So today, as I was proctoring a final, and after I’d realized that while I’d brought my knitting I’d forgotten my crucial second knitting needle and so couldn’t work on my current scarf project, I got to thinking about what my workload is supposed to be.  Now, at my teaching-oriented regional comprehensive uni, the party line is that in general, teaching is about 50 percent (though it might be slightly more), and then the rest is divided between research and service (either 25%/25%, or, more realistically 30%/20% in either direction, adjusted for if teaching turns out to be slightly more).

So I thought, let’s think about this in terms of hours per week. Let’s imagine that I’m working with a standard, full-time work-week, of 40 hours.  (I know, but bear with me.)  This would put me at 20/10/10 for teaching, research, and service, or, a more likely distribution for me, 20/12/8.

Except hold on a minute.  I teach 4 courses, so that means that I’ve got 12 hours in the classroom.  Add to that the fact that I schedule 4 office hours, or one hour per course, and this puts me at 18.  Now even if we assume that of those 4 office hours weekly I can use 2 of those for prep/grading (which is a foolish assumption, given the fact that students regularly make use of my office hours), that would only leave me with 2 additional hours per week for prep/grading.  (And I’m totally leaving out of this equation the fact that I’m supervising MA students or serving on committees for MA students.)  Even if I’m teaching repeat preps (I teach 4 preps per semester), I still need to do some prep for each class meeting, in the form of reading (or rereading) or updating assignments, designing new assignments, etc., and all of my courses are writing intensive.  Given those facts, I’m probably going to need some additional time for prep/grading beyond 4 hours (generously) per week.  So let’s bump up my teaching to 24 hours per week (which is still probably way below what I will actually do, but for the sake of argument, let’s say that I can do everything in 24 hours).  That puts teaching at 60%, which seems reasonable given my 4/4 load.
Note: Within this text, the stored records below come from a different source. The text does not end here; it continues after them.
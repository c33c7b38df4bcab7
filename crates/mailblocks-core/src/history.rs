use crate::list::BlockList;

/// Linear undo log of whole-list snapshots.
///
/// `snapshots[cursor]` is always the displayed state and `cursor` never
/// leaves `0..snapshots.len()`. Snapshots are owned clones, so later edits to
/// the live list cannot reach back into them.
#[derive(Debug, Clone)]
pub struct History {
    snapshots: Vec<BlockList>,
    cursor: usize,
    max_steps: Option<usize>,
}

impl History {
    /// Seeds the log with `initial` at cursor 0. With `max_steps` set, only
    /// that many undo steps are retained; without it the log only ever
    /// shrinks when an edit discards the redo branch.
    pub fn new(initial: BlockList, max_steps: Option<usize>) -> Self {
        Self {
            snapshots: vec![initial],
            cursor: 0,
            max_steps: max_steps.map(|max| max.max(1)),
        }
    }

    pub fn cursor(&self) -> usize {
        self.cursor
    }

    pub fn snapshot_count(&self) -> usize {
        self.snapshots.len()
    }

    pub fn current(&self) -> &BlockList {
        &self.snapshots[self.cursor]
    }

    pub fn can_undo(&self) -> bool {
        self.cursor > 0
    }

    pub fn can_redo(&self) -> bool {
        self.cursor + 1 < self.snapshots.len()
    }

    /// Drops any redo branch and appends a copy of `list` as the new tail.
    pub fn record(&mut self, list: &BlockList) {
        let discarded = self.snapshots.len() - (self.cursor + 1);
        self.snapshots.truncate(self.cursor + 1);
        self.snapshots.push(list.clone());
        self.cursor = self.snapshots.len() - 1;

        if let Some(max_steps) = self.max_steps
            && self.snapshots.len() > max_steps + 1
        {
            let evict = self.snapshots.len() - (max_steps + 1);
            self.snapshots.drain(..evict);
            self.cursor -= evict;
            tracing::warn!(
                evicted = evict,
                max_steps,
                "history cap reached, dropping oldest snapshots"
            );
        }

        tracing::trace!(
            cursor = self.cursor,
            len = self.snapshots.len(),
            discarded,
            "recorded snapshot"
        );
    }

    /// Steps back one snapshot and returns a copy of it, or `None` at the
    /// start of the log.
    pub fn undo(&mut self) -> Option<BlockList> {
        if !self.can_undo() {
            return None;
        }
        self.cursor -= 1;
        tracing::trace!(cursor = self.cursor, "undo");
        Some(self.snapshots[self.cursor].clone())
    }

    /// Steps forward one snapshot and returns a copy of it, or `None` at the
    /// tail of the log.
    pub fn redo(&mut self) -> Option<BlockList> {
        if !self.can_redo() {
            return None;
        }
        self.cursor += 1;
        tracing::trace!(cursor = self.cursor, "redo");
        Some(self.snapshots[self.cursor].clone())
    }
}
This then leaves me with 40%, or 16 hours, with which to work.  So let’s say that I keep research at 30%, which I think at this point in my career seems reasonable, given the fact that only research will allow me to get promoted to full professor.  That is 12 hours per week.  And that leaves me with 4 hours of service per week*, or 10%.

Once I broke it down this way (which, I’ll be honest, it’s the first time in my career that I’ve ever bothered to do this), I realized that I have never, ever, spent 12 hours per week on research (even when working 60-70-hour weeks) except for when I had course releases.  I also realized that I regularly spend upwards of 10 hours per week on service, which goes unacknowledged and gets me no closer to my professional goals, whether in the broader profession or at this institution.  And, let’s note, that all I get for “managing” (or not) my workload as I’ve been doing is scolded.  So.

I think that I’ve come upon a plan.  I’m going to track my working hours next semester, not for the purpose of justifying righteous indignation – for I have tracked in the past for just that purpose – but in order to attempt to come in at 24/12/4 as my hours each week in each area.  Now, I recognize that I most likely will exceed these targets in some weeks, come in below those targets in others. But if I track, then I can make better sense of when I need to pull back, or when I need to step it up in a given area.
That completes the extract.